Today's Mass Readings

The primary focus of our society is the accumulation of wealth. Virtually everything revolves around the mechanisms for wealth generation and growth. For our society, a flat or declining gross domestic product is cause for fear and alarm and it is simply unacceptable. The state of the economy fills our media and is frequently cited as the primary issue that we consider when we decide to vote. Of course the economy as a whole is merely a reflection of its parts, which is each of us and the decisions that we make. For most in this country, the primary focus of their life is working to accumulate wealth that is far in excess of what is required to fill their basic needs. In a society that tends to value individuals on their ability to produce, people are drawn to dedicating their lives to the acquisition of wealth as a means of validating themselves by the standards that have been set. In today’s Gospel reading, Jesus, in no uncertain terms, warns us that the cost of placing material wealth before God is one that we might feel for eternity. Today’s Gospel reading is the second part of a scene in which Jesus discusses the hazard of orienting our lives around the accumulation of wealth. Jesus has just finished a dialogue with a wealthy man who asks him directly what he must do to have eternal life. Jesus responds to the man by informing him that he must not only keep the commandments, but that he must also give up all of his worldly goods and follow Him. Upon hearing this, the young man leaves because he had a great number of possessions. In today’s Gospel reading, Jesus is discussing what has just occurred with his disciples, and he tells them “Again I say to you, it is easier for a camel to pass the eye of a needle than for one which is rich to enter the Kingdom of God.” (Mt 19:24). We are then told that the disciples were “greatly astonished.”

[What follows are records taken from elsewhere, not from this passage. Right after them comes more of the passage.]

//! Deterministic pseudo-random numbers.
//!
//! The generator is a small multiplicative congruential one. Its exact output
//! sequence for a given seed is part of the observable behavior of puzzle
//! generation: the same seed must lay out the same puzzle on every platform.

use crate::PuzzleSeed;

const SEED_MODULUS: u64 = 9_999_999;
const MULTIPLIER: i64 = 125;
const MODULUS: i64 = 2_796_203;

/// Seeded integer generator owned by one generation run.
///
/// # Examples
///
/// ```
/// use wordlace_generator::{Prng, PuzzleSeed};
///
/// let mut prng = Prng::new(PuzzleSeed::from(17));
/// let values: Vec<_> = (0..4).map(|_| prng.next_int(0, 9)).collect();
/// assert_eq!(values, [0, 4, 7, 0]);
/// ```
#[derive(Debug, Clone, PartialEq, Eq)]
pub struct Prng {
    state: i64,
}

impl Prng {
    /// Creates a generator seeded with `seed`.
    #[must_use]
    pub fn new(seed: PuzzleSeed) -> Self {
        let mut prng = Self { state: 1 };
        prng.set_seed(seed);
        prng
    }

    /// Reseeds the generator.
    ///
    /// The seed is reduced to `|seed| mod 9_999_999 + 1` and one value is
    /// discarded, since the first value after seeding is poorly mixed.
    pub fn set_seed(&mut self, seed: PuzzleSeed) {
        #[expect(clippy::cast_possible_wrap)]
        let state = (seed.value().unsigned_abs() % SEED_MODULUS + 1) as i64;
        self.state = state;
        self.advance();
    }

    /// Returns an integer in `min..=max`.
    ///
    /// If `min > max`, `min` is clamped to `max` and `max` is returned.
    pub fn next_int(&mut self, min: i64, max: i64) -> i64 {
        let min = min.min(max);
        self.advance();
        self.state % (max - min + 1) + min
    }

    /// Returns an index in `0..len`.
    ///
    /// # Panics
    ///
    /// Panics if `len` is zero.
    pub fn index(&mut self, len: usize) -> usize {
        assert!(len > 0, "cannot pick an index from an empty range");
        let max = i64::try_from(len - 1).unwrap_or(i64::MAX);
        self.pick(0, max)
    }

    /// Returns a `usize` in `range`, following [`Prng::next_int`] semantics.
    pub fn range(&mut self, range: std::ops::RangeInclusive<usize>) -> usize {
        let min = i64::try_from(*range.start()).unwrap_or(i64::MAX);
        let max = i64::try_from(*range.end()).unwrap_or(i64::MAX);
        self.pick(min, max)
    }

    /// Returns `true` or `false` with equal probability.
    pub fn coin_flip(&mut self) -> bool {
        self.next_int(0, 1) == 1
    }

    /// Shuffles `items` in place (Fisher-Yates, last element first).
    pub fn shuffle<T>(&mut self, items: &mut [T]) {
        for i in (1..items.len()).rev() {
            let j = self.index(i + 1);
            items.swap(i, j);
        }
    }

    fn pick(&mut self, min: i64, max: i64) -> usize {
        let value = self.next_int(min, max);
        usize::try_from(value).unwrap_or_default()
    }

    fn advance(&mut self) {
        self.state = self.state * MULTIPLIER % MODULUS;
    }
}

An insight into the magnitude of this teaching can be found in the disciple’s astonished reaction. By our current standards, these people were living in an agrarian society in what we would consider abject poverty. Yet, Jesus is telling them that what few possessions that they have are an obstacle to being saved. The luxuries of our current existence would be beyond the wildest imagination of these disciples. If this is the message that Jesus has for those just getting by, what message does he have for those of us for whom high definition television and an X-Box are viewed as a basic necessity? If we find ourselves in that camp or even close to it, Jesus’ words in today’s reading remind us that our priorities have been distorted.

If we recognize that the wealth that we create is derived from the talent that God has given to us, how we treat and dispose of that wealth will change, and it may become a bridge instead of an obstacle to our relationship with God. Instead of our wealth owning us, we own our wealth when we use it in the service of God.